The collection was called "Popular Classics" and was split into 5 parts: Popular Classics 1, Popular Classics 2, Popular Classics 3, Popular Classics 4 and Popular Classics 5 (the playing time of each part would fit on a CD - making me suspect the collection is/was originally available as a 5-CD set). The artist was listed as "Beijing Central Phil Orchestr" and I'll copy the tracklistings below. Some of the labels are truncated due to technical limitations.
I'd really appreciate if anyone could help me locate it.
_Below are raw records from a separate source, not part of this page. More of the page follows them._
/*
 * Copyright © 2025, United States Government, as represented by the Administrator of
 * the National Aeronautics and Space Administration. All rights reserved.
 *
 * The “ODIN” software is licensed under the Apache License, Version 2.0 (the "License");
 * you may not use this file except in compliance with the License. You may obtain a copy
 * of the License at http://www.apache.org/licenses/LICENSE-2.0.
 *
 * Unless required by applicable law or agreed to in writing, software distributed under
 * the License is distributed on an "AS IS" BASIS, WITHOUT WARRANTIES OR CONDITIONS OF ANY KIND,
 * either express or implied. See the License for the specific language governing permissions
 * and limitations under the License.
 */

//! the state of a single stream connection: self vessel, target registries and the per-cycle status.
//!
//! The aggregator is synchronous and takes the current time as an argument so that the worker
//! (which owns the timer) decides when things happen. Processing a delta frame goes through
//! ```text
//!   process_delta -> dispatch_value -> update_* (if the category is enabled) -> filter_context
//! ```
//! while each output cycle goes through
//! ```text
//!   flush -> snapshot -> clear status -> sweep -> (every n cycles) recompute extent
//! ```

use std::{collections::BTreeMap, time::Duration};
use chrono::{DateTime,Utc};
use serde_json::Value;
use tracing::{debug, trace};

use crate::{
    config::{SignalKConfig, DEFAULT_UPDATE_INTERVAL},
    delta::{Delta, PathValue, hello_self_context},
    fields::is_pref_source_path,
    geo::Extent,
    messages::{Snapshot, SELF_CONTEXT},
    model::{Aircraft, Category, TrackedEntity, TypedTarget, Vessel},
    notification::{Notification, extract_notification},
    registry::{Registry, TargetStatus},
    updater::{UpdateContext, update_aircraft, update_typed_target, update_vessel},
};

/// number of output cycles between region-of-interest re-computations. A zero interval means
/// we flush after each frame, in which case we assume the default interval
pub fn extent_cycles (extent_period: Duration, interval: Duration)->usize {
    let interval = if interval.is_zero() { DEFAULT_UPDATE_INTERVAL } else { interval };
    ((extent_period.as_millis() / interval.as_millis().max(1)) as usize).max(1)
}

pub struct Aggregator {
    config: SignalKConfig,
    playback: bool,
    self_context: Option<String>,

    pub self_vessel: Vessel,
    pub vessels: Registry<Vessel>,
    pub atons: Registry<TypedTarget>,
    pub aircraft: Registry<Aircraft>,
    pub sar: Registry<TypedTarget>,

    pub status: TargetStatus,
    pub paths: BTreeMap<String,Value>, // raw values of preference candidate paths

    extent: Option<Extent>,
    extent_counter: usize,
    extent_cycles: usize,

    dirty: bool,
    feed_time: Option<String>, // timestamp of the last processed update (used for playback snapshots)
}

impl Aggregator {
    pub fn new (config: SignalKConfig, playback: bool, now: DateTime<Utc>)->Self {
        let extent_cycles = extent_cycles( config.extent_period, config.update_interval);

        Aggregator {
            config,
            playback,
            self_context: None,
            self_vessel: Vessel::new( SELF_CONTEXT, now),
            vessels: Registry::new(),
            atons: Registry::new(),
            aircraft: Registry::new(),
            sar: Registry::new(),
            status: TargetStatus::default(),
            paths: BTreeMap::new(),
            extent: None,
            extent_counter: 0,
            extent_cycles,
            dirty: false,
            feed_time: None,
        }
    }

    pub fn config (&self)->&SignalKConfig { &self.config }
    pub fn extent (&self)->Option<&Extent> { self.extent.as_ref() }
    pub fn extent_counter (&self)->usize { self.extent_counter }
    pub fn extent_cycles (&self)->usize { self.extent_cycles }
    pub fn is_dirty (&self)->bool { self.dirty }
    pub fn is_playback (&self)->bool { self.playback }
    pub fn self_context (&self)->Option<&str> { self.self_context.as_deref() }

    /// replace the runtime configuration. A changed radius causes an immediate extent re-computation
    pub fn set_config (&mut self, config: SignalKConfig, playback: bool) {
        let radius_changed = config.filter.radius() != self.config.filter.radius();
        let interval_changed = config.update_interval != self.config.update_interval
            || config.extent_period != self.config.extent_period;

        self.config = config;
        self.playback = playback;

        if interval_changed {
            self.extent_cycles = extent_cycles( self.config.extent_period, self.config.update_interval);
            if self.extent_counter >= self.extent_cycles { self.extent_counter = 0 }
            debug!("extent recomputed every {} cycles", self.extent_cycles);
        }
        if radius_changed {
            self.recompute_extent();
        }
    }

    pub fn process_hello (&mut self, hello: &Value) {
        if let Some(ctx) = hello_self_context(hello) {
            debug!("self context: {ctx}");
            self.self_context = Some(ctx);
        }
    }

    pub fn is_self (&self, context: &str)->bool {
        context == SELF_CONTEXT || self.self_context.as_deref() == Some(context)
    }

    /// process all values of a delta frame, returning the notifications that have to be reported immediately
    pub fn process_delta (&mut self, delta: &Delta, now: DateTime<Utc>)->Vec<Notification> {
        let mut notifications = Vec::new();
        self.dirty = true;

        for update in &delta.updates {
            for pv in &update.values {
                if let Some(ts) = &update.timestamp {
                    self.feed_time = Some(ts.clone());
                }
                if let Some(context) = &delta.context {
                    self.dispatch_value( context, pv, now, &mut notifications);
                }
            }
        }

        notifications
    }

    /// route a single value to the registry that corresponds to the first context segment. For non-self
    /// targets the category and spatial filter is applied after the (optional) update
    pub fn dispatch_value (&mut self, context: &str, pv: &PathValue, now: DateTime<Utc>, notifications: &mut Vec<Notification>) {
        let ctx = UpdateContext { preferred: &self.config.preferred_paths, max_track: self.config.max_track, now };
        let filter = &self.config.filter;

        match context.split('.').next().unwrap_or_default() {
            "shore" => {
                let context = format!("atons.{context}");
                if filter.atons {
                    let aton = self.atons.get_or_create( &context, || TypedTarget::aton( &context, now));
                    update_typed_target( aton, pv, now);
                }
                self.filter_context( Category::Atons, &context);
            }
            "atons" => {
                if filter.atons {
                    let aton = self.atons.get_or_create( context, || TypedTarget::aton( context, now));
                    update_typed_target( aton, pv, now);
                }
                self.filter_context( Category::Atons, context);
            }
            "sar" => {
                if filter.sar {
                    let sar = self.sar.get_or_create( context, || TypedTarget::sar( context, now));
                    update_typed_target( sar, pv, now);
                }
                self.filter_context( Category::Sar, context);
            }
            "aircraft" => {
                if filter.aircraft {
                    let aircraft = self.aircraft.get_or_create( context, || Aircraft::new( context, now));
                    update_aircraft( aircraft, pv, &ctx);
                }
                self.filter_context( Category::Aircraft, context);
            }
            "vessels" => {
                if self.is_self(context) {
                    if is_pref_source_path( &pv.path) {
                        self.paths.insert( pv.path.clone(), pv.value.clone());
                    }
                    update_vessel( &mut self.self_vessel, pv, true, &ctx);
                    if let Some(notification) = extract_notification(pv) {
                        notifications.push( notification);
                    }
                } else {
                    if filter.vessels {
                        let vessel = self.vessels.get_or_create( context, || Vessel::new( context, now));
                        update_vessel( vessel, pv, false, &ctx);
                    }
                    self.filter_context( Category::Vessels, context);
                }
            }
            other => trace!("ignoring context category {other}")
        }
    }

    /// apply category and spatial filter to the registry entry for `id`
    pub fn filter_context (&mut self, category: Category, id: &str) {
        let enabled = self.config.filter.is_enabled(category);
        let radius = self.config.filter.radius();
        let extent = self.extent.as_ref();

        match category {
            Category::Vessels => self.vessels.filter_context( id, enabled, radius, extent, &mut self.status),
            Category::Atons => self.atons.filter_context( id, enabled, radius, extent, &mut self.status),
            Category::Aircraft => self.aircraft.filter_context( id, enabled, radius, extent, &mut self.status),
            Category::Sar => self.sar.filter_context( id, enabled, radius, extent, &mut self.status),
        }
    }

    /// classify all targets by age, remove expired ones and clear disabled categories
    pub fn sweep (&mut self, now: DateTime<Utc>) {
        let stale_age = self.config.stale_age;
        let max_age = self.config.max_age;
        let filter = &self.config.filter;

        if filter.vessels { self.vessels.sweep( now, stale_age, max_age, &mut self.status); } else { self.vessels.expire_all( &mut self.status) }
        if filter.atons { self.atons.sweep( now, stale_age, max_age, &mut self.status); } else { self.atons.expire_all( &mut self.status) }
        if filter.aircraft { self.aircraft.sweep( now, stale_age, max_age, &mut self.status); } else { self.aircraft.expire_all( &mut self.status) }
        if filter.sar { self.sar.sweep( now, stale_age, max_age, &mut self.status); } else { self.sar.expire_all( &mut self.status) }
    }

    /// set the region of interest around the self position. Without radius or self position there is none
    pub fn recompute_extent (&mut self) {
        self.extent = match (self.self_vessel.position.as_ref(), self.config.filter.radius()) {
            (Some(pos), Some(radius)) => Some( Extent::around( pos, radius)),
            _ => None
        };
        if let Some(extent) = &self.extent {
            debug!("new region of interest: {extent:?}");
        }
    }

    pub fn snapshot (&self, now: DateTime<Utc>)->Snapshot {
        let timestamp = if self.playback {
            self.feed_time.clone().unwrap_or_else(|| now.to_rfc3339())
        } else {
            now.to_rfc3339()
        };

        Snapshot {
            self_vessel: self.self_vessel.clone(),
            ais_targets: self.vessels.clone(),
            ais_status: self.status.clone(),
            paths: self.paths.clone(),
            atons: self.atons.clone(),
            aircraft: self.aircraft.clone(),
            sar: self.sar.clone(),
            timestamp,
        }
    }

    /// produce a snapshot if anything was received since the last flush, then run the per-cycle
    /// maintenance. Marks set by the sweep are reported with the next snapshot
    pub fn flush (&mut self, now: DateTime<Utc>)->Option<Snapshot> {
        if !self.dirty { return None }

        let snapshot = self.snapshot(now);

        self.dirty = false;
        self.status.clear();
        self.self_vessel.resource_updates.clear();

        self.sweep(now);

        if self.extent_counter == 0 {
            if self.self_vessel.position_received() {
                self.recompute_extent();
                self.extent_counter = 1 % self.extent_cycles;
            }
        } else {
            self.extent_counter = (self.extent_counter + 1) % self.extent_cycles;
        }

        Some(snapshot)
    }

    /// rename the self vessel (context "self") or an AIS target
    pub fn rename_vessel (&mut self, context: &str, name: &str)->bool {
        if context == "self" || self.is_self(context) {
            self.self_vessel.set_name( name.to_string());
            true
        } else if let Some(vessel) = self.vessels.get_mut(context) {
            vessel.set_name( name.to_string());
            true
        } else {
            false
        }
    }
}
(There was a 3-part collection called 'Night Music' also pre-loaded on the MP3 player, and I was able to find this one available on CD from the Naxos label. I thought maybe the 'Popular Classics' collection might have been a Naxos release too, but I was not able to identify it.)

Popular Classics 1
Beethoven - Romance in F
Chopin - Waltz in C# minor
Chopin-Nocturne in B Flat Min
Faure-Song Without Words No. 
Handel - Passaccaglia
Haydn - Surprise Symphony(2nd
Liszt - Consolation No. 5
Mendelssohn - Wedding March
Schumann - Pleading Child

Popular Classics 2
Beethoven - Fur Elise
Beethoven - Minuet in G
Beethoven - Moonlight Sonata
Bizet-Intermezzo(Carmen Suite
Brahms - Hungarian Dance No. 
Grieg - Anitra's Dance
Schubert - Serenade
Strauss -Thunder and Lightnin
Strauss-DieFledermaus Overtur

Popular Classics 3
Bach - Prelude in C
Beethoven - Symphony No. 5
Bizet - Intermezzo from Carme
Bizet - Song of Toreadors
Boccherini - Minuet
Brahms - Hungarian No. 5
Dvorak - New World Sym.(4th)
Grieg - Anitra's Dance
Mozart - Marriage of Figaro
Strauss - Blue Danube
Tchaikovsky - Swan Lake(Waltz

Popular Classics 4
Bach - Air On The G String
Bizet - Aragonaise from Carme
Bizet-Carillon from L'Arlesie
Chopin - Fantasie Impromptu
Chopin - Minute Waltz
Chopin - Prelude in A
Chopin - Waltz in A Flat
Chopin-Etude in D Op.10 No.3
Debussy - 1st Arabesque
Delibes - Coppelia Suite
Saint-Saens - The Swan
Schubert - Moments Musical
Schubert - Trout Quintet
Schumann - Warum
Tchaikovsky -Chanson Triste
Tchaikovsky-Dance of the Swan

Popular Classics 5
Brahms - Waltz in A Flat
Chopin - Raindrop Prelude
Debussy - Clair De Lune
Debussy-Girl With Flaxen Hair
Dvorak - Humoresque
Glinka - Russlan and Ludmilla
Gossec - Gavotte In D
Grieg-Solveig's Song-Peer Gyn
Massanet-Meditation from Thai
Rubinstein-Melody in F
Schumann - Traumerie
Strauss - Pizzicato Polka
Strauss - Radetzky March
Suppe - Light Calvary Overtur
Tchaikovsky - Swan Lake(Scene


----------



## Jeffrey Smith (Jan 2, 2016)

Amazon US lists one recording by this orchestra, but the recording is of modern Chinese music. But the Beijing Central Phil. does seem to be real. If you can navigate Amazon China, try there. Or Google the orchestra name. If Creative Nomad is still in business you can contact them.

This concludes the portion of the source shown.